Problem was, this ‘risk-based system’ – predictably (and as pointed out by pretty much everyone who knew anything about HE) considering how little was known about such providers – didn’t really work.

Willetts acknowledges that “there was some abuse of the system” and that “some courses received loans which should not have done” (p. 283), but does not spend much time dwelling on the actual consequences of his intervention.

In 2014, the National Audit Office (NAO) published an ‘Investigation into financial support for students at alternative higher education providers’, which found that:

“EU students at some alternative providers had claimed or attempted to claim student support they were not entitled to.”

“Dropout rates at 9 alternative providers were higher than 20% in 2012/13. By comparison, the average dropout rate across the higher education sector was 4%, but no-one had defined what might be an acceptable dropout rate when students were benefiting from public support.”

“20% of Higher National students recruited by alternative providers and claiming student support may not have been registered with the qualification awarding body in 2012/13.”

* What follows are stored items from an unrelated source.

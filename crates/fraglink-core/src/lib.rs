//! Fraglink Core Types and Definitions
//!
//! This crate provides the foundational types shared by the fraglink crates:
//!
//! - **Model**: An arena-backed tree of fragments and elements ([`model`] module)
//! - **Lookup**: The capability trait used to locate fragments and follow
//!   reference ids ([`lookup`] module)

pub mod lookup;
pub mod model;

pub use lookup::{ID_ATTRIBUTES, ModelIndex, ModelLookup};
pub use model::{
    Attribute, Element, ElementId, FRAGMENT_SUFFIXES, Fragment, FragmentId, FragmentKind, Model,
    Node, TextNode,
};
//! Configuration types for fraglink.
//!
//! All types implement [`serde::Deserialize`] so the CLI can load them from
//! TOML. Every field has a default, so an empty document is a valid
//! configuration.
//!
//! # Overview
//!
//! - [`AppConfig`] - Top-level configuration combining repair and git settings.
//! - [`RepairConfig`] - Which path prefixes count as merge-tool corruption.
//! - [`GitConfig`] - Which files are models, and how fixes are committed.
//!
//! # Example
//!
//! ```
//! # use fraglink::config::AppConfig;
//! let config = AppConfig::default();
//! assert_eq!(config.git().model_suffix(), ".aird");
//! assert!(config.repair().spurious_prefixes().iter().any(|p| p == "index:/"));
//! ```

use serde::Deserialize;

/// Prefixes a merge tool may insert in front of fragment paths.
pub const DEFAULT_SPURIOUS_PREFIXES: &[&str] = &["index:/", "commit:/"];

/// URI schemes of remote model repositories.
pub const DEFAULT_REPOSITORY_SCHEMES: &[&str] = &["cdo://"];

pub const DEFAULT_MODEL_SUFFIX: &str = ".aird";

pub const DEFAULT_COMMIT_MESSAGE: &str = "fix[by-script]: merge tool index-prefix";

/// Top-level application configuration.
#[derive(Debug, Clone, Default, Deserialize)]
pub struct AppConfig {
    /// Repair configuration section.
    #[serde(default)]
    repair: RepairConfig,

    /// Git configuration section.
    #[serde(default)]
    git: GitConfig,
}

impl AppConfig {
    pub fn new(repair: RepairConfig, git: GitConfig) -> Self {
        Self { repair, git }
    }

    pub fn repair(&self) -> &RepairConfig {
        &self.repair
    }

    pub fn git(&self) -> &GitConfig {
        &self.git
    }
}

/// Settings for recognizing corrupted links.
#[derive(Debug, Clone, Deserialize)]
#[serde(default)]
pub struct RepairConfig {
    /// Prefixes treated as merge-tool corruption, e.g. `index:/`.
    spurious_prefixes: Vec<String>,

    /// Schemes of links into remote repositories, e.g. `cdo://`.
    repository_schemes: Vec<String>,
}

impl Default for RepairConfig {
    fn default() -> Self {
        Self {
            spurious_prefixes: DEFAULT_SPURIOUS_PREFIXES
                .iter()
                .map(ToString::to_string)
                .collect(),
            repository_schemes: DEFAULT_REPOSITORY_SCHEMES
                .iter()
                .map(ToString::to_string)
                .collect(),
        }
    }
}

impl RepairConfig {
    pub fn new(spurious_prefixes: Vec<String>, repository_schemes: Vec<String>) -> Self {
        Self {
            spurious_prefixes,
            repository_schemes,
        }
    }

    pub fn spurious_prefixes(&self) -> &[String] {
        &self.spurious_prefixes
    }

    pub fn repository_schemes(&self) -> &[String] {
        &self.repository_schemes
    }
}

/// Settings for the git integration.
#[derive(Debug, Clone, Deserialize)]
#[serde(default)]
pub struct GitConfig {
    /// Suffix of the root file of each tracked model.
    model_suffix: String,

    /// Message used when committing repaired models.
    commit_message: String,
}

impl Default for GitConfig {
    fn default() -> Self {
        Self {
            model_suffix: DEFAULT_MODEL_SUFFIX.to_string(),
            commit_message: DEFAULT_COMMIT_MESSAGE.to_string(),
        }
    }
}

impl GitConfig {
    pub fn new(model_suffix: impl Into<String>, commit_message: impl Into<String>) -> Self {
        Self {
            model_suffix: model_suffix.into(),
            commit_message: commit_message.into(),
        }
    }

    pub fn model_suffix(&self) -> &str {
        &self.model_suffix
    }

    pub fn commit_message(&self) -> &str {
        &self.commit_message
    }
}
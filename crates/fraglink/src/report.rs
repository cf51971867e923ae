//! Diagnostics produced while repairing a model.
//!
//! Repairs never log directly. They emit [`RepairEvent`]s to a
//! [`RepairReporter`], which lets the CLI log them and tests collect them.

use std::fmt;

use log::{debug, error, info, warn};

/// Why an element is removed from its fragment.
#[derive(Debug, Clone, Copy, PartialEq, Eq)]
pub enum DeletionReason {
    /// A `semanticResources` entry without text.
    EmptyResource,
    /// A `semanticResources` entry naming its own fragment.
    SelfReference,
    /// A representation descriptor whose target lives in another repository.
    ForeignRepresentation,
}

impl fmt::Display for DeletionReason {
    fn fmt(&self, f: &mut fmt::Formatter<'_>) -> fmt::Result {
        match self {
            Self::EmptyResource => write!(f, "empty semantic resource"),
            Self::SelfReference => write!(f, "semantic resource references its own fragment"),
            Self::ForeignRepresentation => write!(f, "representation outside the working tree"),
        }
    }
}

/// One observation made while planning repairs.
#[derive(Debug, Clone, PartialEq, Eq)]
pub enum RepairEvent {
    /// A link whose reference id does not exist anywhere in the model.
    DanglingLink {
        fragment: String,
        tag: String,
        attribute: String,
        link: String,
    },

    /// A link path carrying a merge-tool prefix.
    SpuriousPrefix {
        fragment: String,
        prefix: String,
        link: String,
    },

    /// An attribute value that will be replaced.
    LinkRewritten {
        fragment: String,
        attribute: String,
        old: String,
        new: String,
    },

    /// A `semanticResources` text that will be replaced.
    SemanticResourceRewritten {
        fragment: String,
        old: String,
        new: String,
    },

    ElementScheduledForDeletion {
        fragment: String,
        tag: String,
        reason: DeletionReason,
    },
}

/// Receives [`RepairEvent`]s.
pub trait RepairReporter {
    fn report(&mut self, event: RepairEvent);
}

impl RepairReporter for Vec<RepairEvent> {
    fn report(&mut self, event: RepairEvent) {
        self.push(event);
    }
}

/// Forwards events to the `log` facade.
///
/// Dangling links are errors, everything else is informational.
#[derive(Debug, Default, Clone, Copy)]
pub struct LogReporter;

impl RepairReporter for LogReporter {
    fn report(&mut self, event: RepairEvent) {
        match event {
            RepairEvent::DanglingLink {
                fragment,
                tag,
                attribute,
                link,
            } => {
                error!(fragment, tag, attribute; "Dangling link: {link}");
            }
            RepairEvent::SpuriousPrefix {
                fragment,
                prefix,
                link,
            } => {
                warn!(fragment, prefix; "Merge tool prefix in link: {link}");
            }
            RepairEvent::LinkRewritten {
                fragment,
                attribute,
                old,
                new,
            } => {
                debug!(fragment, attribute, old, new; "Rewriting link");
            }
            RepairEvent::SemanticResourceRewritten { fragment, old, new } => {
                debug!(fragment, old, new; "Rewriting semantic resource");
            }
            RepairEvent::ElementScheduledForDeletion {
                fragment,
                tag,
                reason,
            } => {
                info!(fragment, tag, reason:%; "Deleting element");
            }
        }
    }
}
//! Serializing fragments back to XML.

use std::{
    fs,
    path::{Path, PathBuf},
};

use log::{debug, info};

use fraglink_core::{Element, ElementId, FragmentId, Model, Node};

use crate::error::SaveError;

/// Destination for serialized fragment files.
pub trait FileSink {
    /// Writes `contents` to `path`, replacing the file.
    ///
    /// # Errors
    ///
    /// Returns [`SaveError`] if the file cannot be written (or, for sinks
    /// that do so, staged).
    fn write_file(&mut self, path: &Path, contents: &[u8]) -> Result<(), SaveError>;
}

/// Writes files to the working tree only.
#[derive(Debug, Default, Clone, Copy)]
pub struct WorktreeSink;

impl FileSink for WorktreeSink {
    fn write_file(&mut self, path: &Path, contents: &[u8]) -> Result<(), SaveError> {
        fs::write(path, contents).map_err(|source| SaveError::Write {
            path: path.to_path_buf(),
            source,
        })
    }
}

/// Writes every modified fragment of `model` through `sink`.
///
/// Unmodified fragments are not touched. On success all fragments are
/// marked unmodified and the written paths are returned.
///
/// # Errors
///
/// Returns the first [`SaveError`] reported by the sink.
pub fn save_model(model: &mut Model, sink: &mut dyn FileSink) -> Result<Vec<PathBuf>, SaveError> {
    let pending: Vec<(PathBuf, String)> = model
        .modified_fragments()
        .map(|(id, fragment)| {
            (
                model.root_dir().join(fragment.path()),
                write_fragment(model, id),
            )
        })
        .collect();

    let mut written = Vec::with_capacity(pending.len());
    for (path, contents) in pending {
        sink.write_file(&path, contents.as_bytes())?;
        debug!(path = path.display().to_string(); "Wrote fragment");
        written.push(path);
    }

    model.clear_modified();
    info!(files = written.len(); "Model saved");
    Ok(written)
}

/// Serializes one fragment to XML.
pub fn write_fragment(model: &Model, fragment: FragmentId) -> String {
    let mut out = String::new();
    for node in model.fragment(fragment).nodes() {
        write_node(model, node, &mut out);
    }
    out
}

fn write_node(model: &Model, node: &Node, out: &mut String) {
    match node {
        Node::Element(id) => write_element(model, *id, out),
        Node::Text(text) => match text.raw() {
            Some(raw) => out.push_str(raw),
            None => escape_text(text.value(), out),
        },
        Node::Comment(comment) => {
            out.push_str("<!--");
            out.push_str(comment);
            out.push_str("-->");
        }
        Node::CData(data) => {
            out.push_str("<![CDATA[");
            out.push_str(data);
            out.push_str("]]>");
        }
        Node::ProcessingInstruction(content) | Node::Declaration(content) => {
            out.push_str("<?");
            out.push_str(content);
            out.push_str("?>");
        }
        Node::DocType(content) => {
            out.push_str("<!DOCTYPE ");
            out.push_str(content);
            out.push('>');
        }
    }
}

fn write_element(model: &Model, id: ElementId, out: &mut String) {
    let element = model.element(id);

    out.push('<');
    match element.raw_start() {
        Some(raw) => out.push_str(raw),
        None => write_start_tag(element, out),
    }

    if element.is_self_closing() && element.content().is_empty() {
        out.push_str("/>");
        return;
    }

    out.push('>');
    for node in element.content() {
        write_node(model, node, out);
    }
    out.push_str("</");
    out.push_str(element.tag());
    out.push('>');
}

fn write_start_tag(element: &Element, out: &mut String) {
    out.push_str(element.tag());
    for attr in element.attributes() {
        out.push(' ');
        out.push_str(attr.name());
        out.push_str("=\"");
        match attr.raw() {
            Some(raw) if !raw.contains('"') => out.push_str(raw),
            _ => escape_attribute(attr.value(), out),
        }
        out.push('"');
    }
}

/// Escapes an attribute value the way EMF's XMI serializer does.
fn escape_attribute(value: &str, out: &mut String) {
    for c in value.chars() {
        match c {
            '&' => out.push_str("&amp;"),
            '<' => out.push_str("&lt;"),
            '>' => out.push_str("&gt;"),
            '"' => out.push_str("&quot;"),
            '\n' => out.push_str("&#xA;"),
            '\r' => out.push_str("&#xD;"),
            '\t' => out.push_str("&#x9;"),
            c => out.push(c),
        }
    }
}

fn escape_text(value: &str, out: &mut String) {
    for c in value.chars() {
        match c {
            '&' => out.push_str("&amp;"),
            '<' => out.push_str("&lt;"),
            '>' => out.push_str("&gt;"),
            '\r' => out.push_str("&#xD;"),
            c => out.push(c),
        }
    }
}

“Between 2012 and 2014, the Department for Business, Innovation & Skills (BIS) suspended payments to 7 providers and their students owing to concerns that providers had enrolled students on to unapproved courses. Furthermore, a lack of clarity has existed within BIS and its partner organisations about which courses were approved for student support.”

“In 3 cases, BIS suspended student support payments to providers or their students where it had concerns that the providers had supplied incorrect information about student attendance.”

In 2017, the NAO published a ‘Follow-up on alternative higher education providers’ which concluded:

“The Department for Education had made progress towards addressing weaknesses in its oversight of alternative higher education providers, but still had important issues to address before it can provide assurance on current and emerging problems.”

“The rate of students at alternative providers who drop out of their studies had fallen, but it remained much higher than in the rest of the higher education sector. Between 2012/13 and 2014/15 the non-continuation rate reduced from 38% to 25%, but remained three percentage points higher than the sector benchmark, and 15 percentage points higher than for the rest of the higher education sector.”

Many critics pointed to the inevitability of such results within a risk-based system, especially as Ministers were ill-informed about alternative providers, and had made little effort to look at what had happened in other countries.

John Holmwood in 2014 pointed to a two-year investigation by the Senate Committee on Health, Education, Labor, and Pensions into for-profit universities in the US higher education system, known as the Harkin Report, as evidence of what would happen if alternative providers were allowed into the system without sufficient regulation. This Report found that:

“Federal taxpayers are investing billions of dollars a year, $32 billion in the most recent year, in companies that operate for-profit colleges. Yet, more than half of the students who enrolled in in those colleges in 2008-9 left without a degree or diploma within a median of 4 months.”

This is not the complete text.